* **What to produce**: Nothing but the lines below between the line holding "let timestamp = match" and the line holding "fn parse_selector(selector: &str)", inclusive, should appear in the answer, each set down exactly.

* **Supplied data**:
---------------

//! Glue between a menu front end and the feed store.

use std::sync::Arc;

use tracing::info;

use crate::app::Result;
use crate::config::DisplayConfig;
use crate::domain::{permalink, FeedSnapshot};
use crate::feed::{FeedStore, FollowOutcome, RemoveOutcome};
use crate::menu::{account_menu, post_menu, root_menu, status_title, MenuAction, MenuItem};
use crate::viewer::Viewer;

/// What happened when a menu action was resolved.
#[derive(Debug, Clone, PartialEq, Eq)]
pub enum Resolution {
    Submenu { title: String, items: Vec<MenuItem> },
    Opened { url: String },
    Removed(RemoveOutcome),
    /// The front end should ask for a handle and call `on_follow_requested`.
    FollowRequested,
}

pub struct Shell {
    feeds: Arc<FeedStore>,
    viewer: Arc<dyn Viewer + Send + Sync>,
    display: DisplayConfig,
}

impl Shell {
    pub fn new(
        feeds: Arc<FeedStore>,
        viewer: Arc<dyn Viewer + Send + Sync>,
        display: DisplayConfig,
    ) -> Self {
        Self {
            feeds,
            viewer,
            display,
        }
    }

    pub fn feeds(&self) -> &Arc<FeedStore> {
        &self.feeds
    }

    pub fn current_state(&self) -> FeedSnapshot {
        self.feeds.snapshot()
    }

    pub fn title(&self) -> String {
        status_title(&self.current_state(), self.display.title_chars)
    }

    pub fn root_menu(&self) -> Vec<MenuItem> {
        root_menu(&self.current_state(), self.display.truncate)
    }

    pub async fn on_follow_requested(&self, raw_handle: &str) -> Result<FollowOutcome> {
        self.feeds.follow(raw_handle).await
    }

    pub async fn on_remove_requested(&self, handle: &str) -> Result<RemoveOutcome> {
        self.feeds.remove(handle).await
    }

    /// Open a post's permalink in the viewer and return the URL.
    pub fn on_post_activated(&self, handle: &str, id: &str) -> String {
        let url = permalink(self.feeds.base_url(), handle, id);
        info!("Opening post {} by {}", id, handle);
        self.viewer.open_url(&url);
        url
    }

    /// Title and items of the submenu `action` leads to, built from the
    /// current state. `None` for actions that do not open a submenu.
    pub fn submenu(&self, action: &MenuAction) -> Option<(String, Vec<MenuItem>)> {
        match action {
            MenuAction::ShowAccount { handle } => Some(self.account_submenu(handle)),
            MenuAction::ShowPost { handle, id } => Some(self.post_submenu(handle, id)),
            _ => None,
        }
    }

    fn account_submenu(&self, handle: &str) -> (String, Vec<MenuItem>) {
        let items = account_menu(&self.current_state(), handle, self.display.truncate);
        (format!("@{}", handle), items)
    }

    fn post_submenu(&self, handle: &str, id: &str) -> (String, Vec<MenuItem>) {
        let items = post_menu(&self.current_state(), handle, id, self.display.wrap_width);
        (format!("@{}", handle), items)
    }

    pub async fn resolve(&self, action: &MenuAction) -> Result<Resolution> {
        let resolution = match action {
            MenuAction::ShowAccount { handle } => {
                let (title, items) = self.account_submenu(handle);
                Resolution::Submenu { title, items }
            }
            MenuAction::ShowPost { handle, id } => {
                let (title, items) = self.post_submenu(handle, id);
                Resolution::Submenu { title, items }
            }
            MenuAction::OpenPost { handle, id } => Resolution::Opened {
                url: self.on_post_activated(handle, id),
            },
            MenuAction::Remove { handle } => {
                Resolution::Removed(self.on_remove_requested(handle).await?)
            }
            MenuAction::Follow => Resolution::FollowRequested,
        };
        Ok(resolution)
    }
}
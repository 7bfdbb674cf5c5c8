use std::path::PathBuf;
use std::sync::Arc;
use std::time::Duration;

use crate::app::error::{Result, RoostError};
use crate::config::Config;
use crate::extractor::TimelineExtractor;
use crate::feed::FeedStore;
use crate::fetcher::{Fetcher, HttpFetcher};
use crate::scheduler::Scheduler;
use crate::shell::Shell;
use crate::store::{KeyValueStore, SqliteStore};
use crate::viewer::{SystemViewer, Viewer};

/// Everything a command needs, built once at startup.
pub struct AppContext {
    pub config: Arc<Config>,
    pub feeds: Arc<FeedStore>,
    pub shell: Arc<Shell>,
}

impl AppContext {
    /// Wire up the real stack: SQLite in the data dir, HTTP, the system viewer.
    pub fn new(config: Config, db_path: Option<PathBuf>) -> Result<Self> {
        let db_path = match db_path {
            Some(p) => p,
            None => Self::default_db_path()?,
        };

        let store = Arc::new(SqliteStore::new(&db_path)?);
        let fetcher = Arc::new(HttpFetcher::new(&config.source)?);
        Self::with_parts(config, fetcher, store, Arc::new(SystemViewer))
    }

    pub fn with_parts(
        config: Config,
        fetcher: Arc<dyn Fetcher + Send + Sync>,
        store: Arc<dyn KeyValueStore + Send + Sync>,
        viewer: Arc<dyn Viewer + Send + Sync>,
    ) -> Result<Self> {
        let extractor = TimelineExtractor::new(config.extractor.clone())?;
        let feeds = Arc::new(FeedStore::open(fetcher, store, extractor, &config.source)?);
        let shell = Arc::new(Shell::new(
            feeds.clone(),
            viewer,
            config.display.clone(),
        ));

        Ok(Self {
            config: Arc::new(config),
            feeds,
            shell,
        })
    }

    pub fn scheduler(&self, period: Duration) -> Arc<Scheduler> {
        Arc::new(Scheduler::new(self.feeds.clone(), period))
    }

    pub fn default_db_path() -> Result<PathBuf> {
        let data_dir = Config::data_dir().map_err(|e| RoostError::Config(e.to_string()))?;
        std::fs::create_dir_all(&data_dir)?;
        Ok(data_dir.join("roost.db"))
    }
}
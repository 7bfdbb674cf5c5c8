//! # Roost
//!
//! Keeps the latest posts of a handful of social accounts close at hand.
//!
//! ## Architecture
//!
//! ```text
//! Scheduler → FeedStore → Fetcher → Extractor
//!                 ↓
//!         FeedSnapshot → Menu → Shell → TUI / CLI
//! ```
//!
//! Every ten minutes the [`scheduler`] asks the [`feed`] store for a sync
//! pass. The store downloads each tracked account's timeline page, the
//! [`extractor`] turns it into posts, and the freshest accounts move to the
//! top. Front ends read consistent snapshots and render them as [`menu`]s.
//!
//! ## Quick Start
//!
//! ```bash
//! # Track an account
//! roost follow @rustlang
//!
//! # Fetch everything once and print the newest posts
//! roost sync
//!
//! # Browse interactively while syncing in the background
//! roost tui
//! ```

/// Application context and error handling.
///
/// [`AppContext`](app::AppContext) wires the feed store, persistence,
/// fetcher and shell together.
pub mod app;

/// Command-line interface using clap.
///
/// - `follow <handle>` / `remove <handle>`
/// - `list` - tracked accounts
/// - `sync` - one pass, then a digest of the newest posts
/// - `daemon` - periodic sync in the foreground
/// - `tui` - interactive menu
pub mod cli;

/// Configuration loaded from `~/.config/roost/config.toml`.
pub mod config;

/// Core domain models.
///
/// - [`Post`](domain::Post): one post from a timeline
/// - [`FeedSnapshot`](domain::FeedSnapshot): tracked list plus cached posts
pub mod domain;

/// Turns timeline markup into posts using configurable CSS selectors.
pub mod extractor;

/// Tracked accounts, the post cache, the fetch gate and sync passes.
pub mod feed;

/// HTTP fetching behind the [`Fetcher`](fetcher::Fetcher) trait.
pub mod fetcher;

/// Menus as plain data, built from a snapshot.
pub mod menu;

/// Periodic sync driver.
pub mod scheduler;

/// Dispatches menu actions to the feed store and the viewer.
pub mod shell;

/// Tracked-list persistence.
///
/// - [`KeyValueStore`](store::KeyValueStore): load/store string lists by key
/// - [`SqliteStore`](store::SqliteStore): SQLite implementation
pub mod store;

/// Terminal menu built with ratatui.
///
/// Keybindings: j/k move, Enter opens, Esc goes back, o opens in the
/// browser, a follows, d removes, R refreshes, q quits.
pub mod tui;

/// Opening permalinks in the default browser.
pub mod viewer;

/// Greedy word wrapping for post text.
pub mod wrap;
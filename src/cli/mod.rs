pub mod commands;

use std::path::PathBuf;

use clap::{Parser, Subcommand};

#[derive(Parser)]
#[command(name = "roost")]
#[command(about = "Keep up with a handful of social timelines", long_about = None)]
pub struct Cli {
    /// Config file (default: ~/.config/roost/config.toml)
    #[arg(short, long, global = true)]
    pub config: Option<PathBuf>,

    /// Database file (default: roost.db in the data directory)
    #[arg(long, global = true)]
    pub db: Option<PathBuf>,

    #[command(subcommand)]
    pub command: Commands,
}

#[derive(Subcommand)]
pub enum Commands {
    /// Start tracking an account
    Follow {
        /// Account handle, with or without a leading @
        handle: String,
    },
    /// Stop tracking an account
    Remove {
        /// Handle exactly as shown by `roost list`
        handle: String,
    },
    /// List tracked accounts
    List,
    /// Fetch every tracked account once and print the newest posts
    Sync,
    /// Sync periodically in the foreground until interrupted
    Daemon {
        /// Time between passes (e.g. "10m", "1h")
        #[arg(short, long, default_value = "10m")]
        interval: String,

        /// Append logs to this file instead of stderr
        #[arg(short, long)]
        log: Option<PathBuf>,
    },
    /// Launch the interactive menu
    Tui,
}
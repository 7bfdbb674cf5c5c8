pub mod handle;
pub mod post;
pub mod snapshot;

pub use handle::{handle_key, is_valid_handle, normalize_handle, same_handle};
pub use post::{newest_first, permalink, Post, MAX_POSTS_PER_ACCOUNT};
pub use snapshot::FeedSnapshot;
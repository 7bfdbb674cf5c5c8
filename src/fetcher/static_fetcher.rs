use std::collections::HashMap;

use async_trait::async_trait;
use parking_lot::Mutex;

use crate::app::{Result, RoostError};
use crate::fetcher::Fetcher;

/// Serves canned pages from memory. Unknown URLs fail like a network error.
#[derive(Default)]
pub struct StaticFetcher {
    pages: Mutex<HashMap<String, std::result::Result<Vec<u8>, String>>>,
    requests: Mutex<Vec<String>>,
}

impl StaticFetcher {
    pub fn new() -> Self {
        Self::default()
    }

    pub fn serve(&self, url: impl Into<String>, body: impl Into<Vec<u8>>) {
        self.pages.lock().insert(url.into(), Ok(body.into()));
    }

    pub fn fail(&self, url: impl Into<String>, reason: impl Into<String>) {
        self.pages.lock().insert(url.into(), Err(reason.into()));
    }

    /// URLs requested so far, in order.
    pub fn requests(&self) -> Vec<String> {
        self.requests.lock().clone()
    }
}

#[async_trait]
impl Fetcher for StaticFetcher {
    async fn fetch(&self, url: &str) -> Result<Vec<u8>> {
        self.requests.lock().push(url.to_string());
        match self.pages.lock().get(url) {
            Some(Ok(body)) => Ok(body.clone()),
            Some(Err(reason)) => Err(RoostError::Other(reason.clone())),
            None => Err(RoostError::Other(format!("no route to {}", url))),
        }
    }
}

#[cfg(test)]
mod tests {
    use super::*;

    #[test]
    fn test_serves_and_records() {
        let fetcher = StaticFetcher::new();
        fetcher.serve("https://example.com/a", "<html></html>");
        fetcher.fail("https://example.com/b", "connection reset");

        let body = tokio_test::block_on(fetcher.fetch("https://example.com/a")).unwrap();
        assert_eq!(body, b"<html></html>");
        assert!(tokio_test::block_on(fetcher.fetch("https://example.com/b")).is_err());
        assert!(tokio_test::block_on(fetcher.fetch("https://example.com/c")).is_err());

        assert_eq!(
            fetcher.requests(),
            [
                "https://example.com/a",
                "https://example.com/b",
                "https://example.com/c"
            ]
        );
    }
}
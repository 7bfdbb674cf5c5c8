use chrono::{DateTime, Utc};
use serde::{Deserialize, Serialize};

/// Upper bound on posts kept per account.
pub const MAX_POSTS_PER_ACCOUNT: usize = 10;

/// One post retrieved from an account's timeline page.
#[derive(Debug, Clone, PartialEq, Eq, Serialize, Deserialize)]
pub struct Post {
    pub id: String,
    pub author_handle: String,
    /// The tracked handle this post is filed under.
    pub canonical_handle: String,
    pub text: String,
    pub timestamp: DateTime<Utc>,
    pub avatar_url: Option<String>,
}

impl Post {
    pub fn new(
        id: impl Into<String>,
        author_handle: impl Into<String>,
        text: impl Into<String>,
        timestamp: DateTime<Utc>,
    ) -> Self {
        let author_handle = author_handle.into();
        Self {
            id: id.into(),
            canonical_handle: author_handle.clone(),
            author_handle,
            text: text.into(),
            timestamp,
            avatar_url: None,
        }
    }

    /// Permalink of this post on the source service.
    pub fn permalink(&self, base_url: &str) -> String {
        permalink(base_url, &self.canonical_handle, &self.id)
    }
}

/// `{base}/{handle}/status/{id}`
pub fn permalink(base_url: &str, handle: &str, id: &str) -> String {
    format!("{}/{}/status/{}", base_url.trim_end_matches('/'), handle, id)
}

/// Sort newest first and keep at most [`MAX_POSTS_PER_ACCOUNT`] posts.
///
/// The sort is stable, so posts sharing a timestamp keep their document order.
pub fn newest_first(posts: &mut Vec<Post>) {
    posts.sort_by(|a, b| b.timestamp.cmp(&a.timestamp));
    posts.truncate(MAX_POSTS_PER_ACCOUNT);
}
use std::time::Duration;

use chrono::{DateTime, TimeDelta, Utc};

/// A sync pass is refused if the previous attempt started less than this long ago.
pub const MIN_FETCH_SPACING: Duration = Duration::from_secs(9 * 60);

/// Period of the background scheduler. One minute looser than
/// [`MIN_FETCH_SPACING`] so ticker jitter never trips the gate.
pub const SYNC_PERIOD: Duration = Duration::from_secs(10 * 60);

/// Remembers when the last sync pass started.
///
/// - First attempt always allowed.
/// - Attempts inside the spacing window are refused.
/// - The attempt is recorded before any network traffic, so a hung fetch
///   still counts against the window.
#[derive(Debug, Clone)]
pub struct FetchGate {
    spacing: TimeDelta,
    last_attempt: Option<DateTime<Utc>>,
}

impl Default for FetchGate {
    fn default() -> Self {
        Self::new()
    }
}

impl FetchGate {
    pub fn new() -> Self {
        Self::with_spacing(MIN_FETCH_SPACING)
    }

    pub fn with_spacing(spacing: Duration) -> Self {
        Self {
            spacing: TimeDelta::seconds(spacing.as_secs() as i64),
            last_attempt: None,
        }
    }

    pub fn last_attempt(&self) -> Option<DateTime<Utc>> {
        self.last_attempt
    }

    /// Check if a pass may start at `now`. Does NOT mutate state.
    pub fn may_fetch_at(&self, now: DateTime<Utc>) -> bool {
        match self.last_attempt {
            None => true,
            Some(last) => now.signed_duration_since(last) >= self.spacing,
        }
    }

    pub fn may_fetch_now(&self) -> bool {
        self.may_fetch_at(Utc::now())
    }

    pub fn record_attempt_at(&mut self, now: DateTime<Utc>) {
        self.last_attempt = Some(now);
    }

    pub fn record_attempt(&mut self) {
        self.record_attempt_at(Utc::now());
    }
}
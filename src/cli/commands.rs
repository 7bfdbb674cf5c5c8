use crate::app::{AppContext, Result, RoostError};
use crate::config::DisplayConfig;
use crate::domain::FeedSnapshot;
use crate::feed::{FollowOutcome, RemoveOutcome, MIN_FETCH_SPACING};
use crate::menu::status_title;
use crate::scheduler::{format_interval, parse_interval};
use crate::wrap::wrap;

pub async fn follow(ctx: &AppContext, handle: &str) -> Result<()> {
    match ctx.feeds.follow(handle).await? {
        FollowOutcome::Added { handle, posts } => {
            println!("Following @{} ({} posts)", handle, posts);
        }
        FollowOutcome::AlreadyTracked { handle } => {
            println!("Already following @{}", handle);
        }
    }
    Ok(())
}

pub async fn remove(ctx: &AppContext, handle: &str) -> Result<()> {
    match ctx.feeds.remove(handle).await? {
        RemoveOutcome::Removed { handle } => println!("Removed @{}", handle),
        RemoveOutcome::NotTracked => println!("Not following @{}", handle),
    }
    Ok(())
}

pub fn list(ctx: &AppContext) -> Result<()> {
    let handles = ctx.feeds.tracked_handles();
    if handles.is_empty() {
        println!("Not following anyone");
        return Ok(());
    }

    for handle in handles {
        println!("@{}", handle);
    }
    Ok(())
}

pub async fn sync(ctx: &AppContext) -> Result<()> {
    let report = ctx.feeds.sync_all().await?;
    for handle in &report.failed {
        eprintln!("  Error fetching @{}", handle);
    }

    print!("{}", digest(&ctx.feeds.snapshot(), &ctx.config.display));
    println!(
        "Sync complete: {} refreshed, {} without posts, {} errors",
        report.refreshed,
        report.unresolved.len(),
        report.failed.len()
    );
    Ok(())
}

pub async fn daemon(ctx: &AppContext, interval: &str) -> Result<()> {
    let period = parse_interval(interval).map_err(RoostError::Config)?;
    if period < MIN_FETCH_SPACING {
        tracing::warn!(
            "Interval {} is shorter than the {} fetch spacing; some passes will be skipped",
            format_interval(period.as_secs()),
            format_interval(MIN_FETCH_SPACING.as_secs())
        );
    }

    let scheduler = ctx.scheduler(period);
    scheduler.clone().stop_on_signal();
    scheduler.run().await;
    Ok(())
}

/// Title, then each account with its newest post wrapped underneath.
pub fn digest(snapshot: &FeedSnapshot, display: &DisplayConfig) -> String {
    let mut lines = vec![status_title(snapshot, display.title_chars)];

    for handle in &snapshot.handles {
        lines.push(String::new());
        lines.push(format!("@{}", handle));
        match snapshot.newest(handle) {
            Some(post) => {
                lines.extend(
                    wrap(&post.text, display.wrap_width)
                        .into_iter()
                        .map(|line| format!("  {}", line)),
                );
                lines.push(format!("  {}", post.timestamp.format("%Y-%m-%d %H:%M")));
            }
            None => lines.push("  (no posts)".to_string()),
        }
    }

    let mut out = lines.join("\n");
    out.push('\n');
    out
}

#[cfg(test)]
mod tests {
    use super::*;
    use crate::domain::Post;
    use chrono::DateTime;

    #[test]
    fn test_digest() {
        let snapshot = FeedSnapshot::new(
            vec!["deals".into(), "quiet".into()],
            [(
                "deals".to_string(),
                vec![Post::new(
                    "1",
                    "deals",
                    "Two pans for the price of one",
                    DateTime::from_timestamp(0, 0).unwrap(),
                )],
            )],
        );
        let display = DisplayConfig {
            wrap_width: 12,
            ..Default::default()
        };

        assert_eq!(
            digest(&snapshot, &display),
            "🐥Two pans for the pri\n\
             \n@deals\n  Two pans for\n  the price of\n  one\n  1970-01-01 00:00\n\
             \n@quiet\n  (no posts)\n"
        );
    }

    #[test]
    fn test_digest_empty() {
        assert_eq!(
            digest(&FeedSnapshot::default(), &DisplayConfig::default()),
            "🐦\n"
        );
    }
}
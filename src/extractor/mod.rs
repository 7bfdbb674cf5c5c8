//! Timeline page extraction.
//!
//! Turns the markup of one account's timeline page into [`Post`] records.
//!
//! ```text
//! markup → fragments → Option<Post> per fragment → newest first, max 10
//! ```
//!
//! A broken fragment never fails the page: it is logged and dropped. The only
//! page-level failure is markup that cannot be read as a document.

mod config;

pub use config::ExtractorConfig;

use chrono::DateTime;
use scraper::{ElementRef, Html, Selector};

use crate::app::{Result, RoostError};
use crate::domain::{newest_first, same_handle, Post};

/// Posts found on one timeline page.
#[derive(Debug, Clone, PartialEq, Eq)]
pub struct Timeline {
    /// Casing of the requested handle as seen on the page.
    ///
    /// `None` when no fragment was authored by the requested handle.
    pub canonical_handle: Option<String>,
    pub posts: Vec<Post>,
}

pub struct TimelineExtractor {
    config: ExtractorConfig,
    post: Selector,
    permalink: Selector,
    timestamp: Selector,
    text: Selector,
    avatar: Selector,
}

impl TimelineExtractor {
    pub fn new(config: ExtractorConfig) -> Result<Self> {
        Ok(Self {
            post: parse_selector(&config.post_selector)?,
            permalink: parse_selector(&config.permalink_selector)?,
            timestamp: parse_selector(&config.timestamp_selector)?,
            text: parse_selector(&config.text_selector)?,
            avatar: parse_selector(&config.avatar_selector)?,
            config,
        })
    }

    /// Extract up to ten posts, newest first, for `requested_handle`.
    pub fn extract(&self, requested_handle: &str, body: &[u8]) -> Result<Timeline> {
        let markup = std::str::from_utf8(body).map_err(|e| RoostError::ExtractionFailed {
            handle: requested_handle.to_string(),
            reason: e.to_string(),
        })?;
        let document = Html::parse_document(markup);

        let mut posts: Vec<Post> = document
            .select(&self.post)
            .filter_map(|fragment| self.extract_fragment(fragment))
            .collect();

        // Document order, before sorting.
        let canonical_handle = posts
            .iter()
            .find(|p| same_handle(&p.author_handle, requested_handle))
            .map(|p| p.author_handle.clone());

        let filed_under = canonical_handle.as_deref().unwrap_or(requested_handle);
        for post in &mut posts {
            post.canonical_handle = filed_under.to_string();
        }

        newest_first(&mut posts);

        Ok(Timeline {
            canonical_handle,
            posts,
        })
    }

    fn extract_fragment(&self, fragment: ElementRef<'_>) -> Option<Post> {
        let href = fragment
            .select(&self.permalink)
            .find_map(|el| el.value().attr(&self.config.permalink_attr))?;

        let (author, id) = split_permalink(href)?;

        let Some(raw_time) = fragment
            .select(&self.timestamp)
            .find_map(|el| el.value().attr(&self.config.timestamp_attr))
        else {
            tracing::debug!("No timestamp {}", href);
            return None;
        };

        let timestamp = match raw_time.trim().parse::<i64>() {
            Ok(secs) => DateTime::from_timestamp(secs, 0),
            Err(e) => {
                tracing::debug!("Bad timestamp {}: {}", raw_time, e);
                return None;
            }
        };
        let Some(timestamp) = timestamp else {
            tracing::debug!("Timestamp out of range {}", raw_time);
            return None;
        };

        let text = fragment
            .select(&self.text)
            .next()
            .map(|el| el.text().collect::<String>())
            .unwrap_or_default();

        let mut post = Post::new(id, author, text, timestamp);
        post.avatar_url = fragment
            .select(&self.avatar)
            .find_map(|el| el.value().attr(&self.config.avatar_attr))
            .map(String::from);

        Some(post)
    }
}

/// Split `/{author}/status/{id}` into `(author, id)`.
fn split_permalink(href: &str) -> Option<(&str, &str)> {
    let parts: Vec<&str> = href.split('/').collect();
    if parts.len() != 4 {
        return None;
    }
    Some((parts[1], parts[3]))
}

fn parse_selector(selector: &str) -> Result<Selector> {
    Selector::parse(selector)
        .map_err(|e| RoostError::Config(format!("Invalid selector {:?}: {:?}", selector, e)))
}

#[cfg(test)]
mod tests {
    use super::*;

    fn extractor() -> TimelineExtractor {
        TimelineExtractor::new(ExtractorConfig::default()).unwrap()
    }

    fn fragment(author: &str, id: &str, time: &str, text: &str) -> String {
        format!(
            r#"<div class="tweet">
                 <img class="avatar" src="https://img.example/{author}.png">
                 <a class="tweet-timestamp" href="/{author}/status/{id}">
                   <span class="_timestamp" data-time="{time}">now</span>
                 </a>
                 <p class="tweet-text">{text}</p>
               </div>"#
        )
    }

    fn page(fragments: &[String]) -> Vec<u8> {
        format!("<html><body>{}</body></html>", fragments.concat()).into_bytes()
    }

    #[test]
    fn test_orders_newest_first_and_skips_malformed() {
        let body = page(&[
            fragment("rustlang", "1", "1000", "first"),
            fragment("rustlang", "2", "500", "second"),
            r#"<div class="tweet"><span class="_timestamp" data-time="9999"></span>
               <p class="tweet-text">orphan</p></div>"#
                .to_string(),
            fragment("rustlang", "3", "2000", "third"),
        ]);

        let timeline = extractor().extract("rustlang", &body).unwrap();
        let ids: Vec<_> = timeline.posts.iter().map(|p| p.id.as_str()).collect();
        assert_eq!(ids, ["3", "1", "2"]);
        assert_eq!(timeline.canonical_handle.as_deref(), Some("rustlang"));
    }

    #[test]
    fn test_missing_permalink_yields_nothing() {
        let body = page(&[r#"<div class="tweet">
              <span class="_timestamp" data-time="100"></span>
              <p class="tweet-text">no link</p></div>"#
            .to_string()]);

        let timeline = extractor().extract("anyone", &body).unwrap();
        assert!(timeline.posts.is_empty());
        assert_eq!(timeline.canonical_handle, None);
    }

    #[test]
    fn test_bad_timestamp_skips_only_that_fragment() {
        let body = page(&[
            fragment("a", "1", "yesterday", "bad"),
            fragment("a", "2", "300", "good"),
            r#"<div class="tweet"><a class="tweet-timestamp" href="/a/status/3"></a></div>"#
                .to_string(),
        ]);

        let timeline = extractor().extract("a", &body).unwrap();
        assert_eq!(timeline.posts.len(), 1);
        assert_eq!(timeline.posts[0].id, "2");
        assert_eq!(timeline.posts[0].text, "good");
    }

    #[test]
    fn test_permalink_must_have_four_segments() {
        let body = page(&[
            r#"<div class="tweet"><a class="tweet-timestamp" href="/a/status/1/photo/1">
               <span class="_timestamp" data-time="10"></span></a></div>"#
                .to_string(),
            r#"<div class="tweet"><a class="tweet-timestamp" href="a/status">
               <span class="_timestamp" data-time="10"></span></a></div>"#
                .to_string(),
            fragment("a", "2", "20", "kept"),
        ]);

        let timeline = extractor().extract("a", &body).unwrap();
        assert_eq!(timeline.posts.len(), 1);
        assert_eq!(timeline.posts[0].id, "2");
    }

    #[test]
    fn test_canonical_handle_follows_page_casing() {
        let body = page(&[
            fragment("someoneelse", "9", "900", "repost"),
            fragment("RustLang", "1", "100", "hello"),
            fragment("rustlang", "2", "200", "lower"),
        ]);

        let timeline = extractor().extract("RUSTLANG", &body).unwrap();
        assert_eq!(timeline.canonical_handle.as_deref(), Some("RustLang"));
        assert!(timeline
            .posts
            .iter()
            .all(|p| p.canonical_handle == "RustLang"));
        assert_eq!(timeline.posts[0].author_handle, "someoneelse");
    }

    #[test]
    fn test_unresolved_handle_files_under_request() {
        let body = page(&[fragment("other", "1", "100", "x")]);
        let timeline = extractor().extract("me", &body).unwrap();
        assert_eq!(timeline.canonical_handle, None);
        assert_eq!(timeline.posts[0].canonical_handle, "me");
    }

    #[test]
    fn test_keeps_at_most_ten() {
        let fragments: Vec<String> = (0..14)
            .map(|i| fragment("a", &i.to_string(), &(i * 60).to_string(), "x"))
            .collect();
        let timeline = extractor().extract("a", &page(&fragments)).unwrap();

        assert_eq!(timeline.posts.len(), 10);
        assert_eq!(timeline.posts[0].id, "13");
        assert_eq!(timeline.posts[9].id, "4");
    }

    #[test]
    fn test_fields_are_extracted() {
        let body = page(&[fragment("a", "77", "1500000000", "Hello   <b>world</b>")]);
        let post = &extractor().extract("a", &body).unwrap().posts[0];

        assert_eq!(post.id, "77");
        assert_eq!(post.author_handle, "a");
        assert_eq!(post.text, "Hello   world");
        assert_eq!(post.timestamp.timestamp(), 1_500_000_000);
        assert_eq!(post.avatar_url.as_deref(), Some("https://img.example/a.png"));
    }

    #[test]
    fn test_avatar_is_optional() {
        let body = page(&[r#"<div class="tweet">
              <a class="tweet-timestamp" href="/a/status/1"><span class="_timestamp" data-time="5"></span></a>
              </div>"#
            .to_string()]);
        let post = &extractor().extract("a", &body).unwrap().posts[0];
        assert_eq!(post.avatar_url, None);
        assert_eq!(post.text, "");
    }

    #[test]
    fn test_invalid_utf8_is_extraction_failure() {
        let err = extractor().extract("a", &[0xff, 0xfe, 0x00]).unwrap_err();
        assert!(matches!(err, RoostError::ExtractionFailed { ref handle, .. } if handle == "a"));
    }

    #[test]
    fn test_invalid_selector_is_config_error() {
        let config = ExtractorConfig {
            post_selector: "div[".to_string(),
            ..Default::default()
        };
        assert!(matches!(
            TimelineExtractor::new(config),
            Err(RoostError::Config(_))
        ));
    }
}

---------------

* **Solution**:
        let timestamp = match raw_time.trim().parse::<i64>() {
            Ok(secs) => DateTime::from_timestamp(secs, 0),
            Err(e) => {
                tracing::debug!("Bad timestamp {}: {}", raw_time, e);
                return None;
            }
        };
        let Some(timestamp) = timestamp else {
            tracing::debug!("Timestamp out of range {}", raw_time);
            return None;
        };

        let text = fragment
            .select(&self.text)
            .next()
            .map(|el| el.text().collect::<String>())
            .unwrap_or_default();

        let mut post = Post::new(id, author, text, timestamp);
        post.avatar_url = fragment
            .select(&self.avatar)
            .find_map(|el| el.value().attr(&self.config.avatar_attr))
            .map(String::from);

        Some(post)
    }
}

/// Split `/{author}/status/{id}` into `(author, id)`.
fn split_permalink(href: &str) -> Option<(&str, &str)> {
    let parts: Vec<&str> = href.split('/').collect();
    if parts.len() != 4 {
        return None;
    }
    Some((parts[1], parts[3]))
}

fn parse_selector(selector: &str) -> Result<Selector> {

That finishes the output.